→ Data for analysis:
- Opening Delimiter -
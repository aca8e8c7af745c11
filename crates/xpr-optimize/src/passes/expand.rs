//! Inlines expression values at the sites that evaluate or compile them.
//!
//! Recognised sites are `Expr::Evaluate(f, args..)`, `f.Compile()(args..)` and
//! `f.Compile().Invoke(args..)`. The callee `f` is resolved to a lambda (a quote directly,
//! anything else by evaluating it), its body is expanded, its parameters are replaced by the
//! argument trees, and the result is expanded again. Other trees are left alone.

use std::collections::HashMap;
use std::sync::Arc;
use tracing::trace;
use xpr_core::ast::*;
use xpr_core::error::Error;
use xpr_core::passes::{has_open_parameters, substitute_parameters};
use xpr_core::visit::{walk_call, walk_convert, walk_invocation, ExprRewriter};
use xpr_core::Result;
use xpr_interpret::{config, evaluate_closed, LoweringBackend};

pub struct ExpressionExpander {
    backend: Arc<dyn LoweringBackend>,
}

impl ExpressionExpander {
    pub fn new(backend: Arc<dyn LoweringBackend>) -> Self {
        Self { backend }
    }

    /// Expander using the process-wide backend.
    pub fn from_config() -> Self {
        Self::new(config::backend())
    }

    pub fn expand(&mut self, expr: &TypedExpr) -> Result<TypedExpr> {
        let lambda = self.rewrite_lambda(expr.lambda())?;
        Ok(TypedExpr::from_lambda(lambda))
    }

    pub fn expand_expr(&mut self, expr: &Expr) -> Result<Expr> {
        self.rewrite_expr(expr)
    }

    fn resolve_callee(&self, callee: &Expr) -> Result<Arc<ExprLambda>> {
        if let ExprKind::Quote(lambda) = callee.kind() {
            return Ok(lambda.clone());
        }
        if has_open_parameters(callee)? {
            return Err(Error::OpenParameter {
                expr: callee.to_string(),
            });
        }
        match evaluate_closed(callee, &self.backend)? {
            Some(Value::Expr(expr)) => Ok(expr.lambda().clone()),
            Some(Value::Null) => Err(Error::NullCallee {
                expr: callee.to_string(),
            }),
            Some(other) => Err(Error::NotAnExpression {
                found: other.type_name(),
            }),
            None => Err(Error::OpenParameter {
                expr: callee.to_string(),
            }),
        }
    }

    /// Replaces the call site by the callee's body applied to `args`.
    fn substitute_expression(&mut self, site: &Expr, callee: &Expr, args: &[Expr]) -> Result<Expr> {
        let lambda = self.resolve_callee(callee)?;
        if lambda.params.len() != args.len() {
            return Err(Error::ArgumentCount {
                expected: lambda.params.len(),
                found: args.len(),
                expr: site.to_string(),
            });
        }
        let visited = self.rewrite_lambda(&lambda)?;
        let substitutions: HashMap<ParamId, Expr> = visited
            .params
            .iter()
            .map(Param::id)
            .zip(args.iter().cloned())
            .collect();
        let body = substitute_parameters(&visited.body, &substitutions)?;
        trace!("inlined `{}` at `{}`", callee, site);
        self.rewrite_expr(&body)
    }
}

fn compiled_target(expr: &Expr) -> Option<&Expr> {
    match expr.kind() {
        ExprKind::Call(call) if call.handle.intrinsic() == Some(Intrinsic::CompileExpr) => {
            call.target.as_ref()
        }
        _ => None,
    }
}

impl ExprRewriter for ExpressionExpander {
    fn rewrite_invocation(&mut self, expr: &Expr, invocation: &ExprInvocation) -> Result<Expr> {
        let base = walk_invocation(self, expr, invocation)?;
        if let ExprKind::Invocation(invocation) = base.kind() {
            if let Some(callee) = compiled_target(&invocation.callee) {
                return self.substitute_expression(&base, callee, &invocation.args);
            }
        }
        Ok(base)
    }

    fn rewrite_call(&mut self, expr: &Expr, call: &ExprCall) -> Result<Expr> {
        let base = walk_call(self, expr, call)?;
        let ExprKind::Call(call) = base.kind() else {
            return Ok(base);
        };
        match call.handle.intrinsic() {
            Some(Intrinsic::EvaluateExpr) => {
                if let Some((callee, args)) = call.args.split_first() {
                    return self.substitute_expression(&base, callee, args);
                }
            }
            Some(Intrinsic::InvokeFunction) => {
                if let Some(callee) = call.target.as_ref().and_then(compiled_target) {
                    return self.substitute_expression(&base, callee, &call.args);
                }
            }
            _ => {}
        }
        Ok(base)
    }

    /// Identity conversions left behind by substitution are dropped; user-defined conversions
    /// are kept.
    fn rewrite_convert(&mut self, expr: &Expr, convert: &ExprConvert) -> Result<Expr> {
        let base = walk_convert(self, expr, convert)?;
        if let ExprKind::Convert(convert) = base.kind() {
            if convert.handle.is_none() && convert.operand.ty() == convert.ty {
                return Ok(convert.operand.clone());
            }
        }
        Ok(base)
    }
}

/// Expands `expr` with the process-wide backend.
pub fn expand_expressions(expr: &TypedExpr) -> Result<TypedExpr> {
    ExpressionExpander::from_config().expand(expr)
}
- Closing Delimiter -
→ Activity: Could you write out only the lines of the listing above from the one that contains "convert: &ExprConvert) ->" through its final line, exactly and inclusive?

→ Output of the exercise:
    fn rewrite_convert(&mut self, expr: &Expr, convert: &ExprConvert) -> Result<Expr> {
        let base = walk_convert(self, expr, convert)?;
        if let ExprKind::Convert(convert) = base.kind() {
            if convert.handle.is_none() && convert.operand.ty() == convert.ty {
                return Ok(convert.operand.clone());
            }
        }
        Ok(base)
    }
}

/// Expands `expr` with the process-wide backend.
pub fn expand_expressions(expr: &TypedExpr) -> Result<TypedExpr> {
    ExpressionExpander::from_config().expand(expr)
}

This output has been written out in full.